* WORK ITEM: Stop after the line that contains "use crate::error::CacheProtocolError;"; until then, restate each line of the entries word for word from the very first.
BEGIN SOURCE MATERIAL
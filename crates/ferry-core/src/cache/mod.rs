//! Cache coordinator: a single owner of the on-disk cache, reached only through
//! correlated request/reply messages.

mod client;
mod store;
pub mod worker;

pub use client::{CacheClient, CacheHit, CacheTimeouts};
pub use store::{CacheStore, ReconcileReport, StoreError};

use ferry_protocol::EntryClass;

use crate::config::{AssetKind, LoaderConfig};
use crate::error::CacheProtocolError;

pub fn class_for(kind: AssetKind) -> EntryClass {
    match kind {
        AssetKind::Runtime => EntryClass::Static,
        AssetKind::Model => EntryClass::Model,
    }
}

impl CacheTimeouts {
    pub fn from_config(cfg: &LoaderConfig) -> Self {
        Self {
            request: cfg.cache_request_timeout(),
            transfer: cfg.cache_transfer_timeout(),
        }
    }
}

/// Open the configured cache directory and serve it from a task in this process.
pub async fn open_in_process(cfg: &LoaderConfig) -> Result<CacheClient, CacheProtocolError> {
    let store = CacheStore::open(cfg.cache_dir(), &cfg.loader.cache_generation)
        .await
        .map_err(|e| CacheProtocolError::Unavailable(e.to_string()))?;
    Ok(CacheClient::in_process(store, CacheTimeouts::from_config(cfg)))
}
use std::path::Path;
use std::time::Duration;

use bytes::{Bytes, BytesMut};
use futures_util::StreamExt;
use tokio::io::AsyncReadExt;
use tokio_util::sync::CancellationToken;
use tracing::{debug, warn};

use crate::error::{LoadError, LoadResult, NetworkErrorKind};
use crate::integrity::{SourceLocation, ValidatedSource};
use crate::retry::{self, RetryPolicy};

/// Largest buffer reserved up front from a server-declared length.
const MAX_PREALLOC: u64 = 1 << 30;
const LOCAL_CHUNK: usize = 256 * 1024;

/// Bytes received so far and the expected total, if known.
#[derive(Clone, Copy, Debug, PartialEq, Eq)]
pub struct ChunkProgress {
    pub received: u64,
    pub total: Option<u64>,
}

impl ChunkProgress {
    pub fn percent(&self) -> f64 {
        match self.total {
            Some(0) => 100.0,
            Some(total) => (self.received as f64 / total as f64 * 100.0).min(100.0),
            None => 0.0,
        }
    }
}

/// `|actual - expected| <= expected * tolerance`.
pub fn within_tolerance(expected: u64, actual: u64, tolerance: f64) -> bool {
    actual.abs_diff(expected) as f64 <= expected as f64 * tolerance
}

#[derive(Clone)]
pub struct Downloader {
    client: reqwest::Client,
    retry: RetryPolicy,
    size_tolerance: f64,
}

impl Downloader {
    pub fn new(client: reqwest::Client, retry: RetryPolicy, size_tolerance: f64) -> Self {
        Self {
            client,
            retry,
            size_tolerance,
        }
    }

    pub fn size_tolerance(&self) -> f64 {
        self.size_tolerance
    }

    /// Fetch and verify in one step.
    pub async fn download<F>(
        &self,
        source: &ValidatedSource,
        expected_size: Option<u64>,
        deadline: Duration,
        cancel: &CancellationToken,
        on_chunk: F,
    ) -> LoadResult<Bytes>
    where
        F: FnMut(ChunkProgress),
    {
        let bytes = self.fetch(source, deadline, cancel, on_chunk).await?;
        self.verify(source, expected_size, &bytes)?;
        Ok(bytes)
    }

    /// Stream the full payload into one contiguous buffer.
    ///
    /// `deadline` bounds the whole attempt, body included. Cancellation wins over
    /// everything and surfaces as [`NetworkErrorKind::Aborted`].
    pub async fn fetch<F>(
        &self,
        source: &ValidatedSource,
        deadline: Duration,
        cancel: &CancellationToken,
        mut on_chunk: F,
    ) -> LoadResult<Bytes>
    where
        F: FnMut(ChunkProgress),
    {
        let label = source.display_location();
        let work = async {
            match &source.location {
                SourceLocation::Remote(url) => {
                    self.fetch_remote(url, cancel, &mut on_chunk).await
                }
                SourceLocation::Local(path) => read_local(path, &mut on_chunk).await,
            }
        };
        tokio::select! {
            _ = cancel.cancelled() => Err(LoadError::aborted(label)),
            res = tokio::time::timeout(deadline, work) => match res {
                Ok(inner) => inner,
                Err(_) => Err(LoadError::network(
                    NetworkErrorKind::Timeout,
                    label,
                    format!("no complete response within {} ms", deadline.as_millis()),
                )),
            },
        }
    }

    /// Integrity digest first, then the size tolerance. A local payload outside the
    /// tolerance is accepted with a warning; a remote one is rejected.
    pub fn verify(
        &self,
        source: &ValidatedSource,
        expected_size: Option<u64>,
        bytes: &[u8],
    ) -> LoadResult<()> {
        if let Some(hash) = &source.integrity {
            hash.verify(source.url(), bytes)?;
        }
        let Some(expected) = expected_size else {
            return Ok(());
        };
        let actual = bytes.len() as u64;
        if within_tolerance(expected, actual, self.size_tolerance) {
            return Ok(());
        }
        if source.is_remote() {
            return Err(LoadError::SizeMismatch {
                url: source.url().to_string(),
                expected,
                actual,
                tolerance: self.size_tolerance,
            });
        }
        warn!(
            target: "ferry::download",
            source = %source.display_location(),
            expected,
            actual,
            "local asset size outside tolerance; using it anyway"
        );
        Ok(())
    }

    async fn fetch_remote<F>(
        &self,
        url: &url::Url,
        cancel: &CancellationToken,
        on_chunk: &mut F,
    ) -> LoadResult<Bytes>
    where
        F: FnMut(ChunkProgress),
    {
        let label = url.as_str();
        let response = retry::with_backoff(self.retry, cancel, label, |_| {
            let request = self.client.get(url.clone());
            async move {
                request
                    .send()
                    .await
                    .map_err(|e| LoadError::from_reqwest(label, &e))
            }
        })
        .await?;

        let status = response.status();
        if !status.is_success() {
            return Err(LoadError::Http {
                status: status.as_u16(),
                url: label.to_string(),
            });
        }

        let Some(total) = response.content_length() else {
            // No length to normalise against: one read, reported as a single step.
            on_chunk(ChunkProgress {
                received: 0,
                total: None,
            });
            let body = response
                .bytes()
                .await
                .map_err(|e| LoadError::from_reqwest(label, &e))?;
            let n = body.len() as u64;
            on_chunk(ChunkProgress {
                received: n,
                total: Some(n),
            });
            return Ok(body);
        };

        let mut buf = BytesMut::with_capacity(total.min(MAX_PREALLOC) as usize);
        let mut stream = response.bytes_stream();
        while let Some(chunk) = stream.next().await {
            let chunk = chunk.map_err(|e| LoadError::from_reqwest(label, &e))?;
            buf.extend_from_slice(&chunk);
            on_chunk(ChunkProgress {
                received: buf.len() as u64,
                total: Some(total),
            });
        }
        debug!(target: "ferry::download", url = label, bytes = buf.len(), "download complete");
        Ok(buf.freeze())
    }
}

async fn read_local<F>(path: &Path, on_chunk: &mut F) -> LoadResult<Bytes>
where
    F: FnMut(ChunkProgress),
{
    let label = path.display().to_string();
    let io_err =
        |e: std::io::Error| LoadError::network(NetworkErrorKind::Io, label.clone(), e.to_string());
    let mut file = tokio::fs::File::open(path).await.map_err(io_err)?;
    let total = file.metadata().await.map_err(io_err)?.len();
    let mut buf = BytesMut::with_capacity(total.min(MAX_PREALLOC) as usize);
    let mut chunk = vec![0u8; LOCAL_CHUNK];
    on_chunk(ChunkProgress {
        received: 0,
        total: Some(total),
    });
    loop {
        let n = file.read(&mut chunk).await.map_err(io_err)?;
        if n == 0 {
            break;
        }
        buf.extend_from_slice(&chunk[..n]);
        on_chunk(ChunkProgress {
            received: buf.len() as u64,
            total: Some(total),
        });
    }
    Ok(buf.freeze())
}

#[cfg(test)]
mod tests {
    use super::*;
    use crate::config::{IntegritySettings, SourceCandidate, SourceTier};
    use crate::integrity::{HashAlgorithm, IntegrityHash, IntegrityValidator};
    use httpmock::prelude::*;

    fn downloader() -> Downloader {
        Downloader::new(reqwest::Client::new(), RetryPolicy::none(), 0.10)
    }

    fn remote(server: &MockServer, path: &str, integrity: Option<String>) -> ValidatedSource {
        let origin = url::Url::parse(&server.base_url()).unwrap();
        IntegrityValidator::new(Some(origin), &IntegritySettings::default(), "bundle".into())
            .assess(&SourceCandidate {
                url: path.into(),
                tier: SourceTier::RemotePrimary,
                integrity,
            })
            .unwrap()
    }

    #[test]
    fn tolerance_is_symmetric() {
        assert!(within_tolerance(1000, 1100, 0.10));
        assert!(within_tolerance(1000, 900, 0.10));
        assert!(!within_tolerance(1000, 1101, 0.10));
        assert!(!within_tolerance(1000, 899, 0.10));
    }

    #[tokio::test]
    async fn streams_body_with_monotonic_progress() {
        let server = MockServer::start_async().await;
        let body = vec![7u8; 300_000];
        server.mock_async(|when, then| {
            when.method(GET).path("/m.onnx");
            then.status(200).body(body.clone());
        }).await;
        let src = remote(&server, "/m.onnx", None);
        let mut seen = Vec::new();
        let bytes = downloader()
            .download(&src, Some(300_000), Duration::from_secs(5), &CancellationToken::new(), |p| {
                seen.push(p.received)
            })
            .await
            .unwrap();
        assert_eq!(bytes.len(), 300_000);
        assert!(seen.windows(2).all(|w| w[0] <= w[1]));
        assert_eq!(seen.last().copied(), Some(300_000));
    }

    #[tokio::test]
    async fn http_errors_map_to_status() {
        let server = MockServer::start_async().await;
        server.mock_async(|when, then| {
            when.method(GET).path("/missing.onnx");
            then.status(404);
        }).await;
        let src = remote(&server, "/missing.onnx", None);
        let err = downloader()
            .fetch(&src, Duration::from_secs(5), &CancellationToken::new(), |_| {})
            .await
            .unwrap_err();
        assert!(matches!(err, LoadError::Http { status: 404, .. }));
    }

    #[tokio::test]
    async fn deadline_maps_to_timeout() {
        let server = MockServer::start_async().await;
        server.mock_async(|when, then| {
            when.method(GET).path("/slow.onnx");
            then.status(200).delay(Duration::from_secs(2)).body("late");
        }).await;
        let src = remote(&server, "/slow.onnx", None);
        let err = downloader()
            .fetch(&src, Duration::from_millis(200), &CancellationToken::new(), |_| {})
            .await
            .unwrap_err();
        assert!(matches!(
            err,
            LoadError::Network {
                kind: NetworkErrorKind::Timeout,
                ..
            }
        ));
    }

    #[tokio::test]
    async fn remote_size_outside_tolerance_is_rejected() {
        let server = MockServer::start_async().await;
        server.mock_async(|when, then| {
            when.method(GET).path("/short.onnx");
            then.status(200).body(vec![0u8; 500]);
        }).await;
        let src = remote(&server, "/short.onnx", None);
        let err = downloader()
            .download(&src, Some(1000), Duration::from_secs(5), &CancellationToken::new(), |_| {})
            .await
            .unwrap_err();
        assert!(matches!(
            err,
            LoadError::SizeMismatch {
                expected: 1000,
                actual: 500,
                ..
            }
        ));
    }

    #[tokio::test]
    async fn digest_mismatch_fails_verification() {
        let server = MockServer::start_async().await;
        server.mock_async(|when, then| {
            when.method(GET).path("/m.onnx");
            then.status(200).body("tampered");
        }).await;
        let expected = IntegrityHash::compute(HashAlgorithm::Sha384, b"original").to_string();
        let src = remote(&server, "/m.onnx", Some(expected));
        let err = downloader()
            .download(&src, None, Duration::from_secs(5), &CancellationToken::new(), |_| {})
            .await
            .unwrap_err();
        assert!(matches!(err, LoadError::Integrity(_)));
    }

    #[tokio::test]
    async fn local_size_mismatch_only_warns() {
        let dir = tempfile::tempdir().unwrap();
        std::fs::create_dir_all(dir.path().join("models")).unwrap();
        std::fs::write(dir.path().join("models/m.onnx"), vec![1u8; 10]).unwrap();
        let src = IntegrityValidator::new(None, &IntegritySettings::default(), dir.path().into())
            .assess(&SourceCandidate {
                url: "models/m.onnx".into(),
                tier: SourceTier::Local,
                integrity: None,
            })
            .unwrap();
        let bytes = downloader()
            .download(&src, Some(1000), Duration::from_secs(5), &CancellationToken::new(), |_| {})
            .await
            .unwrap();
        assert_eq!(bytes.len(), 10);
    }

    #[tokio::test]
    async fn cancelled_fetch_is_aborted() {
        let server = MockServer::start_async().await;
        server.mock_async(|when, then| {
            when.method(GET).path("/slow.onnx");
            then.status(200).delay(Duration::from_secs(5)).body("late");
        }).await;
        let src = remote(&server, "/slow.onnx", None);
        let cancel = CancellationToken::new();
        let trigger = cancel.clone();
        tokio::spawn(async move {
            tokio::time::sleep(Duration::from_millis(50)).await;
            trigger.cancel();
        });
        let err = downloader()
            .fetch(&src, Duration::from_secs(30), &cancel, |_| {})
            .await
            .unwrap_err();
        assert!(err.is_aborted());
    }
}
END SOURCE MATERIAL
* SOLUTION FOR THIS TASK:
filename crates/ferry-core/src/cache/mod.rs
//! Cache coordinator: a single owner of the on-disk cache, reached only through
//! correlated request/reply messages.

mod client;
mod store;
pub mod worker;

pub use client::{CacheClient, CacheHit, CacheTimeouts};
pub use store::{CacheStore, ReconcileReport, StoreError};

use ferry_protocol::EntryClass;

use crate::config::{AssetKind, LoaderConfig};
use crate::error::CacheProtocolError;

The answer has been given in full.